Marijuana is the most commonly abused drug.1,2 The health effects of marijuana are determined in large part by how it's consumed. Marijuana is smoked using pipes, bongs, paper-wrapped joints, blunts and other devices including those that heat or vaporize marijuana. Marijuana can also be consumed through dozens of different products including e-cigarettes, candy, brownies and other baked goods, capsules, beverages and many more.

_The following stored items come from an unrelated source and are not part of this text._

//! Overload disambiguation.
//!
//! A raw stack frame carries only (class, method name, line) — not enough
//! to tell two overloads of the same method apart. This module resolves a
//! frame to a stable [`MethodIdentity`] by consulting class metadata: when
//! the method name is unambiguous the identity carries no tag, when the
//! call site can be pinned to one overload it carries that overload's
//! descriptor, and when resolution fails it degrades to a line-qualified
//! tag — over-splitting rather than ever merging two different methods.
//!
//! Resolutions are cached per (class, method, line). The cache is
//! append-only for the session's lifetime and idempotent per key, so
//! concurrent readers during a live export are harmless.

use std::collections::HashMap;
use std::ops::RangeInclusive;
use std::sync::{Arc, RwLock};

use log::debug;

use crate::domain::{MethodIdentity, StackFrame};

/// One overload of a method, as described by class metadata.
#[derive(Debug, Clone)]
pub struct MethodDescription {
    /// Stable per-overload tag, e.g. a parameter descriptor like `(I)V`.
    pub descriptor: String,
    /// Source lines the overload's body spans, when known.
    pub lines: Option<RangeInclusive<u32>>,
}

/// Class metadata collaborator supplied by the host platform.
///
/// Lookups may be slow (they can hit class files or debug info); the
/// disambiguator calls them at most once per distinct (class, method, line).
pub trait ClassMetadata: Send + Sync {
    /// All overloads of `method_name` declared on `class_name`. An empty
    /// vec means the class or method is unknown.
    fn methods_named(
        &self,
        class_name: &str,
        method_name: &str,
    ) -> anyhow::Result<Vec<MethodDescription>>;
}

#[derive(Debug, Clone, PartialEq, Eq, Hash)]
struct CacheKey {
    class_name: String,
    method_name: String,
    line_number: Option<u32>,
}

/// Resolves frames to merge-stable method identities, caching results.
pub struct MethodDisambiguator {
    metadata: Option<Arc<dyn ClassMetadata>>,
    cache: RwLock<HashMap<CacheKey, MethodIdentity>>,
}

impl MethodDisambiguator {
    pub fn new(metadata: Option<Arc<dyn ClassMetadata>>) -> Self {
        Self {
            metadata,
            cache: RwLock::new(HashMap::new()),
        }
    }

    pub fn resolve(&self, frame: &StackFrame) -> MethodIdentity {
        let key = CacheKey {
            class_name: frame.class_name.clone(),
            method_name: frame.method_name.clone(),
            line_number: frame.line_number,
        };

        if let Ok(cache) = self.cache.read() {
            if let Some(hit) = cache.get(&key) {
                return hit.clone();
            }
        }

        let identity = self.resolve_uncached(frame);

        // Concurrent resolution of the same key computes the same value, so
        // last-write-wins is fine here.
        if let Ok(mut cache) = self.cache.write() {
            cache.insert(key, identity.clone());
        }
        identity
    }

    fn resolve_uncached(&self, frame: &StackFrame) -> MethodIdentity {
        let Some(metadata) = &self.metadata else {
            return self.fallback(frame);
        };

        let overloads = match metadata.methods_named(&frame.class_name, &frame.method_name) {
            Ok(overloads) => overloads,
            Err(err) => {
                debug!(
                    "metadata lookup failed for {}.{}: {err}",
                    frame.class_name, frame.method_name
                );
                return self.fallback(frame);
            }
        };

        match overloads.as_slice() {
            [] => self.fallback(frame),
            [_single] => MethodIdentity::new(frame.class_name.clone(), frame.method_name.clone(), None),
            many => {
                if let Some(line) = frame.line_number {
                    if let Some(overload) = many
                        .iter()
                        .find(|m| m.lines.as_ref().is_some_and(|r| r.contains(&line)))
                    {
                        return MethodIdentity::new(
                            frame.class_name.clone(),
                            frame.method_name.clone(),
                            Some(overload.descriptor.clone()),
                        );
                    }
                }
                self.fallback(frame)
            }
        }
    }

    /// Line-qualified identity used when metadata can't settle the overload.
    /// Distinct call sites stay distinct; with no line either, there is
    /// nothing left to split on.
    fn fallback(&self, frame: &StackFrame) -> MethodIdentity {
        MethodIdentity::new(
            frame.class_name.clone(),
            frame.method_name.clone(),
            frame.line_number.map(|line| format!("line:{line}")),
        )
    }
}

#[cfg(test)]
mod tests {
    use super::*;
    use std::sync::atomic::{AtomicUsize, Ordering};

    struct FakeMetadata {
        lookups: AtomicUsize,
        overloads: Vec<MethodDescription>,
        fail: bool,
    }

    impl FakeMetadata {
        fn with(overloads: Vec<MethodDescription>) -> Arc<Self> {
            Arc::new(Self {
                lookups: AtomicUsize::new(0),
                overloads,
                fail: false,
            })
        }
    }

    impl ClassMetadata for FakeMetadata {
        fn methods_named(
            &self,
            _class_name: &str,
            _method_name: &str,
        ) -> anyhow::Result<Vec<MethodDescription>> {
            self.lookups.fetch_add(1, Ordering::Relaxed);
            if self.fail {
                anyhow::bail!("class file unreadable");
            }
            Ok(self.overloads.clone())
        }
    }

    fn overload(descriptor: &str, lines: RangeInclusive<u32>) -> MethodDescription {
        MethodDescription {
            descriptor: descriptor.into(),
            lines: Some(lines),
        }
    }

    #[test]
    fn single_overload_gets_empty_disambiguator() {
        let metadata = FakeMetadata::with(vec![overload("(I)V", 1..=20)]);
        let disambiguator = MethodDisambiguator::new(Some(metadata));
        let id = disambiguator.resolve(&StackFrame::new("C", "run", Some(5)));
        assert_eq!(id.disambiguator, None);
    }

    #[test]
    fn overload_resolved_by_line_range() {
        let metadata = FakeMetadata::with(vec![
            overload("(I)V", 1..=20),
            overload("(J)V", 30..=50),
        ]);
        let disambiguator = MethodDisambiguator::new(Some(metadata));
        let a = disambiguator.resolve(&StackFrame::new("C", "run", Some(10)));
        let b = disambiguator.resolve(&StackFrame::new("C", "run", Some(40)));
        assert_eq!(a.disambiguator.as_deref(), Some("(I)V"));
        assert_eq!(b.disambiguator.as_deref(), Some("(J)V"));
        assert_ne!(a, b);
    }

    #[test]
    fn unmatched_line_falls_back_to_line_tag() {
        let metadata = FakeMetadata::with(vec![
            overload("(I)V", 1..=20),
            overload("(J)V", 30..=50),
        ]);
        let disambiguator = MethodDisambiguator::new(Some(metadata));
        let id = disambiguator.resolve(&StackFrame::new("C", "run", Some(25)));
        assert_eq!(id.disambiguator.as_deref(), Some("line:25"));
    }

    #[test]
    fn metadata_failure_is_not_fatal() {
        let metadata = Arc::new(FakeMetadata {
            lookups: AtomicUsize::new(0),
            overloads: vec![],
            fail: true,
        });
        let disambiguator = MethodDisambiguator::new(Some(metadata));
        let id = disambiguator.resolve(&StackFrame::new("C", "run", Some(7)));
        assert_eq!(id.disambiguator.as_deref(), Some("line:7"));
    }

    #[test]
    fn no_metadata_and_no_line_keeps_plain_identity() {
        let disambiguator = MethodDisambiguator::new(None);
        let id = disambiguator.resolve(&StackFrame::new("C", "run", None));
        assert_eq!(id.disambiguator, None);
    }

    #[test]
    fn resolutions_are_cached_per_call_site() {
        let metadata = FakeMetadata::with(vec![overload("(I)V", 1..=20)]);
        let disambiguator = MethodDisambiguator::new(Some(Arc::clone(&metadata)));
        let frame = StackFrame::new("C", "run", Some(5));
        disambiguator.resolve(&frame);
        disambiguator.resolve(&frame);
        disambiguator.resolve(&frame);
        assert_eq!(metadata.lookups.load(Ordering::Relaxed), 1);

        // a different line is a different cache key
        disambiguator.resolve(&StackFrame::new("C", "run", Some(6)));
        assert_eq!(metadata.lookups.load(Ordering::Relaxed), 2);
    }
}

While this statement focuses on marijuana and lung health, it's important to note that there are other health concerns outside the lungs attributed to marijuana use that are not addressed here, including neurological and cognitive effects.3-6

Additionally, there are public health concerns associated with pediatric poisonings caused by accidental ingestion of edible marijuana products.7

Marijuana Smoke

Smoke is harmful to lung health.5,6,8 Whether from burning wood, tobacco or marijuana, toxins and carcinogens are released from the combustion of materials. Smoke from marijuana combustion has been shown to contain many of the same toxins, irritants, and carcinogens as tobacco smoke.6-10 Although not as carcinogenic as tobacco smoke,9 marijuana smoke contains toxins and carcinogens similar to those in tobacco smoke.10 

As such, there is concern that it could cause harmful health effects, especially among vulnerable children in the home. Additional research on the health effects of secondhand marijuana smoke is needed.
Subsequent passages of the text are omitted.